Students, faculty and administrators denounced the attack on professor Madonna Constantine, 44, a professor of education and psychology who has written extensively about race.

Police said Thursday they had interviewed Teachers College professor Suniya S. Luthar after learning she had feuded with Constantine. But they said Luther was not considered a suspect.

Court records show Constantine filed a defamation lawsuit in May against Luthar, also a professor of psychology and education. The one-page filing in Manhattan's state Supreme Court also accuses Luthar of libel and slander and asks for $100,000 in damages.

Nooses are racially charged symbols of lynchings in the Old South and have appeared in a number of recent incidents around the country.

On Thursday, postal workers noticed a noose dangling outside a ground zero post office that was damaged in the Sept. 11 terrorist attacks, police and a postal official said.

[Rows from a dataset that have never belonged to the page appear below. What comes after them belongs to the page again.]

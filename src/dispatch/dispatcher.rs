use std::collections::BTreeMap;
use std::time::Duration;

use url::Url;

use super::render::render_document;
use super::request::DispatchRequest;
use super::traits::{AssetStore, MailRelay, OutboundEmail};

const DEFAULT_TIMEOUT: Duration = Duration::from_secs(30);

/// Dispatch pipeline failure. One submission either completes or is
/// reported failed as a whole; partial success is not an outcome.
#[derive(Debug, thiserror::Error)]
pub enum DispatchError {
    /// The manifest names an image position with no corresponding binary part.
    #[error("no binary part for image block {0}")]
    MissingPart(usize),

    #[error("asset upload failed: {0}")]
    Asset(#[source] Box<dyn std::error::Error + Send + Sync>),

    #[error("mail relay failed: {0}")]
    Relay(#[source] Box<dyn std::error::Error + Send + Sync>),

    #[error("dispatch timed out after {0:?}")]
    TimedOut(Duration),
}

/// Orchestrates one submission: resolve parts, upload assets, render the
/// document, relay the mail. The whole run is bounded by a timeout so a
/// submission can never leave its caller waiting indefinitely.
pub struct Dispatcher<A, M> {
    assets: A,
    relay: M,
    timeout: Duration,
}

impl<A: AssetStore, M: MailRelay> Dispatcher<A, M> {
    #[must_use]
    pub fn new(assets: A, relay: M) -> Self {
        Self {
            assets,
            relay,
            timeout: DEFAULT_TIMEOUT,
        }
    }

    /// Bound the whole dispatch run (uploads + relay) by `timeout`.
    #[must_use]
    pub fn with_timeout(mut self, timeout: Duration) -> Self {
        self.timeout = timeout;
        self
    }

    /// Run one submission end to end.
    ///
    /// # Errors
    ///
    /// Returns [`DispatchError`] if any part is missing, any upload or the
    /// relay fails, or the run exceeds the configured timeout. On error
    /// nothing has been delivered to the recipient.
    pub async fn dispatch(&self, request: DispatchRequest) -> Result<(), DispatchError> {
        match tokio::time::timeout(self.timeout, self.run(request)).await {
            Ok(outcome) => outcome,
            Err(_) => Err(DispatchError::TimedOut(self.timeout)),
        }
    }

    async fn run(&self, request: DispatchRequest) -> Result<(), DispatchError> {
        // Every image entry must have its binary before any upload starts.
        for (i, entry) in request.manifest.iter().enumerate() {
            if entry.is_image() && !request.images.contains_key(&i) {
                return Err(DispatchError::MissingPart(i));
            }
        }

        let mut image_urls = BTreeMap::new();
        for (&i, part) in &request.images {
            let url = self
                .assets
                .store(&part.payload, &part.media_type)
                .await
                .map_err(DispatchError::Asset)?;
            tracing::debug!(position = i, url = %url, "image uploaded");
            image_urls.insert(i, url);
        }

        let mut document_links: Vec<(String, Url)> = Vec::with_capacity(request.documents.len());
        for document in &request.documents {
            let url = self
                .assets
                .store(&document.payload, &document.media_type)
                .await
                .map_err(DispatchError::Asset)?;
            document_links.push((document.filename.clone(), url));
        }

        let html = render_document(&request, &image_urls, &document_links);

        self.relay
            .relay(OutboundEmail {
                from_name: request.from_name.clone(),
                from_email: request.from_email.clone(),
                to: request.to.clone(),
                subject: request.subject.clone(),
                html,
            })
            .await
            .map_err(DispatchError::Relay)?;

        tracing::info!(
            to = %request.to,
            blocks = request.manifest.len(),
            images = request.images.len(),
            documents = request.documents.len(),
            "email dispatched"
        );
        Ok(())
    }
}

Officials said it was not clear whether the noose was directed at the postal service or any other tenants in the lower Manhattan building. The U.S. Postal Service's Church Street station shares the building with the city Housing Authority, some state agencies and various other tenants.

The noose was found dangling from a lamppost near the building and was visible from the street, officials said.

"At this point, there was no target that was evident or any motive," U.S. Postal Inspection Service spokesman Al Weissman said Friday morning. He said no postal workers had reported any threats or other problems.

In other incidents, three white students hung nooses from a large oak tree outside a high school last year in Jena, La., fueling racial tensions. More recently, nooses have been found at the U.S. Coast Guard Academy in New London, Conn., and the Hempstead Police Department's locker room on Long Island.